[ACTION ITEM] Starting at the line that contains "impl std::error::Error for" and ending at the line that contains "const RAW_TX: &str", the lines below are to be given again exactly, with nothing added.
= Beginning of Section =
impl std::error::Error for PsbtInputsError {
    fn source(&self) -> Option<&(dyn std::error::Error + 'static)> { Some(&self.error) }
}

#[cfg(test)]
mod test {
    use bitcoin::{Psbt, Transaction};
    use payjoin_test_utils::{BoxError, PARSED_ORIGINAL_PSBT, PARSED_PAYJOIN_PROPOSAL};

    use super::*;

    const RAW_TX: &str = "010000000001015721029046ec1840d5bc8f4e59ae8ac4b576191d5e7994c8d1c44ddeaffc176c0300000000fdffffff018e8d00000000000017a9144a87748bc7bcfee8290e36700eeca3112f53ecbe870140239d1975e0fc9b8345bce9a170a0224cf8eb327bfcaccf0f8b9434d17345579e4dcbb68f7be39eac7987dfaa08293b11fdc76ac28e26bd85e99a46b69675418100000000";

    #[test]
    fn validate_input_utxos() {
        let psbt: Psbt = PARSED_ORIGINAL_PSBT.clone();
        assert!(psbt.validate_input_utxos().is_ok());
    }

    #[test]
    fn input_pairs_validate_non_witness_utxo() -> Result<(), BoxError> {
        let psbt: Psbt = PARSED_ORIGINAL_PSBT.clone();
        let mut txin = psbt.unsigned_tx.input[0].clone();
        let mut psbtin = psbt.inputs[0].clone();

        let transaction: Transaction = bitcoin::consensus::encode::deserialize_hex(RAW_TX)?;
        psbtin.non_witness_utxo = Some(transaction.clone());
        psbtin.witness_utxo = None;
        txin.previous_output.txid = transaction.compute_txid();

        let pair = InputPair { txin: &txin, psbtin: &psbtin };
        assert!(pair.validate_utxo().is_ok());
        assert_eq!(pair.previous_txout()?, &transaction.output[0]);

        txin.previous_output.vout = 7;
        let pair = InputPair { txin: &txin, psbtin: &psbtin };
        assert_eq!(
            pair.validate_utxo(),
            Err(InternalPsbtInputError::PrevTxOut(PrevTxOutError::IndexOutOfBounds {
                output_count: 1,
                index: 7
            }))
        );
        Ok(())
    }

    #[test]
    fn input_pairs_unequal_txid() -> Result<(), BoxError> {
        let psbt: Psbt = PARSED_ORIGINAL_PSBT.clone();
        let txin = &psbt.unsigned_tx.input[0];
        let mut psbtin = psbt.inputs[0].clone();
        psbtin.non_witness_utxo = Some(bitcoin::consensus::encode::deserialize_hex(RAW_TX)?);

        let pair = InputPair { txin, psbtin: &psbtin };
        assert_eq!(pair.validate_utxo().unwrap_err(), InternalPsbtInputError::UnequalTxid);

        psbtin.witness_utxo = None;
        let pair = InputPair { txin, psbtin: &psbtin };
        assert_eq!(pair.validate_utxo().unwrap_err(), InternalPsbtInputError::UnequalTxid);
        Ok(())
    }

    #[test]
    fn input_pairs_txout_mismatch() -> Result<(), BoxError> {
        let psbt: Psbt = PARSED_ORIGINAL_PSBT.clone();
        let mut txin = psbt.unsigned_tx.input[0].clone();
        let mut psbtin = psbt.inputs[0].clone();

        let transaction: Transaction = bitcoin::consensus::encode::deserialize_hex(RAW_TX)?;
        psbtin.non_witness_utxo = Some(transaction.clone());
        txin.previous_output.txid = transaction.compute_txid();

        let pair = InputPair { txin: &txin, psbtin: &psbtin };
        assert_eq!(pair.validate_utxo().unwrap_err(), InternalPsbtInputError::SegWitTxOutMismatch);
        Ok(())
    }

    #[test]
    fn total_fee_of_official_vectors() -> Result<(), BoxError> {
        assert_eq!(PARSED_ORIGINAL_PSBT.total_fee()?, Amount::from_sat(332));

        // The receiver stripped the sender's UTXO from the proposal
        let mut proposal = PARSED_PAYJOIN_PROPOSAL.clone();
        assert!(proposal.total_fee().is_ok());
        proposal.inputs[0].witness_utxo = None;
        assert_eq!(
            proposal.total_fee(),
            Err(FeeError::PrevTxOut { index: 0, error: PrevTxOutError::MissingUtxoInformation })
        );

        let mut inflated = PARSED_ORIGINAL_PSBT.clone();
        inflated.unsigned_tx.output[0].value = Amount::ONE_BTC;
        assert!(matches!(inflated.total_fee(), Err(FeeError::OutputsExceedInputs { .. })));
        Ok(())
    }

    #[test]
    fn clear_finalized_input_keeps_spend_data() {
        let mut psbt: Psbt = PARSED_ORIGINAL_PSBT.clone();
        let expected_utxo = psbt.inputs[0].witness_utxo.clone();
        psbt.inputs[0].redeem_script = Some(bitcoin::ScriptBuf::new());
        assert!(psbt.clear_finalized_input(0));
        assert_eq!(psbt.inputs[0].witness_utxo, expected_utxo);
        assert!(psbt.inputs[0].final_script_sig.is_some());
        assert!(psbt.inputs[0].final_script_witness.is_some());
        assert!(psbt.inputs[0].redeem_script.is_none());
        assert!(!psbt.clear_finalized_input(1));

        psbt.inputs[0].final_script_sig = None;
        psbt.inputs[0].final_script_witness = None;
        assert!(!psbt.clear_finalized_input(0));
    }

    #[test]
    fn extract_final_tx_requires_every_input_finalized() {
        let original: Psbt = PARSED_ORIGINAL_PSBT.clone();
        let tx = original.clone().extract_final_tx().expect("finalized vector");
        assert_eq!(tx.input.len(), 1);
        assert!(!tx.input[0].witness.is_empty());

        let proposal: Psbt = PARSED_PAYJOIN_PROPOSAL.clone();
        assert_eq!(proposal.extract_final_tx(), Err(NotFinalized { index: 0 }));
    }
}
= End of Section =
= Beginning of Section =
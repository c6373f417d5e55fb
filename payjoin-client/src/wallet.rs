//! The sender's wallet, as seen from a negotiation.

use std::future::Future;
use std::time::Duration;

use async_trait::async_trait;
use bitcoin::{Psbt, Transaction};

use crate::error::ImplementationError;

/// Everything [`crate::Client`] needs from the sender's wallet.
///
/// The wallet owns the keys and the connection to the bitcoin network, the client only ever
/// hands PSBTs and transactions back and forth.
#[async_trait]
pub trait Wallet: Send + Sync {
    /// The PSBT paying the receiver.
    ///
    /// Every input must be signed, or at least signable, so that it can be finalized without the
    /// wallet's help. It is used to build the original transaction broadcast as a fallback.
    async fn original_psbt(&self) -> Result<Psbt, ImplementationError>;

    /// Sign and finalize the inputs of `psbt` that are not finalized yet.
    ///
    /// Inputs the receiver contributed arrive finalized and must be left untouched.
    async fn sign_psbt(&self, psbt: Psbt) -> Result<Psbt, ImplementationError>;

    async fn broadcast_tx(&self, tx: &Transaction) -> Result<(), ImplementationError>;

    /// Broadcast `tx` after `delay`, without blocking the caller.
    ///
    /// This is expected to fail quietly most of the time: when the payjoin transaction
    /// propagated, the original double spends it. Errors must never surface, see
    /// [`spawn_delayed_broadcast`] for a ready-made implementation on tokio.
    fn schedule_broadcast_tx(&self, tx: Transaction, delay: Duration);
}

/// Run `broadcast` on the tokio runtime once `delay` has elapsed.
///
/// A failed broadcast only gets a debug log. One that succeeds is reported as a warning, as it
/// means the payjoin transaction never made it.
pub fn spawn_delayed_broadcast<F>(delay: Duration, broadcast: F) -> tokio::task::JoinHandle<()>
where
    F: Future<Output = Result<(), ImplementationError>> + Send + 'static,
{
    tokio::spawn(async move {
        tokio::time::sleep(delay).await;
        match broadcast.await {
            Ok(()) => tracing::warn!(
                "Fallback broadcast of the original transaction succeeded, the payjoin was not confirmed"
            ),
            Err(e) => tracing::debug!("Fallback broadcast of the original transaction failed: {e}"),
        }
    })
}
= End of Section =
= Beginning of Section =
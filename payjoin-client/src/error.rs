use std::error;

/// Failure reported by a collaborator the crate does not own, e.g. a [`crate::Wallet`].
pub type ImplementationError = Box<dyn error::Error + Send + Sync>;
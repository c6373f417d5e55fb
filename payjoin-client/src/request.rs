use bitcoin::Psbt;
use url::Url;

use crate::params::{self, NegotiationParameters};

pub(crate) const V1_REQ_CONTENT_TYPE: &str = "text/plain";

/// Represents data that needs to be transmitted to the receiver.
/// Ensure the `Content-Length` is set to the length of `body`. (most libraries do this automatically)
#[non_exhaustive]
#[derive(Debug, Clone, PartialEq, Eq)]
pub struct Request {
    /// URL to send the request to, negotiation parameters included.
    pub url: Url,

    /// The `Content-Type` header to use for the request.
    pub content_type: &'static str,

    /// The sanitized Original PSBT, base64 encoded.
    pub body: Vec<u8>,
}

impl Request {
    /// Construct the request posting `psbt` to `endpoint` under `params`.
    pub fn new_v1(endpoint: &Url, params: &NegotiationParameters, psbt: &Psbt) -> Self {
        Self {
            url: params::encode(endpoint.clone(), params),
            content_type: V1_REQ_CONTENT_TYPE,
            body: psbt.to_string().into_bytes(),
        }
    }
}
= End of Section =
[RESULT FOR THIS EXERCISE]
impl std::error::Error for PsbtInputsError {
    fn source(&self) -> Option<&(dyn std::error::Error + 'static)> { Some(&self.error) }
}

#[cfg(test)]
mod test {
    use bitcoin::{Psbt, Transaction};
    use payjoin_test_utils::{BoxError, PARSED_ORIGINAL_PSBT, PARSED_PAYJOIN_PROPOSAL};

    use super::*;

    const RAW_TX: &str = "010000000001015721029046ec1840d5bc8f4e59ae8ac4b576191d5e7994c8d1c44ddeaffc176c0300000000fdffffff018e8d00000000000017a9144a87748bc7bcfee8290e36700eeca3112f53ecbe870140239d1975e0fc9b8345bce9a170a0224cf8eb327bfcaccf0f8b9434d17345579e4dcbb68f7be39eac7987dfaa08293b11fdc76ac28e26bd85e99a46b69675418100000000";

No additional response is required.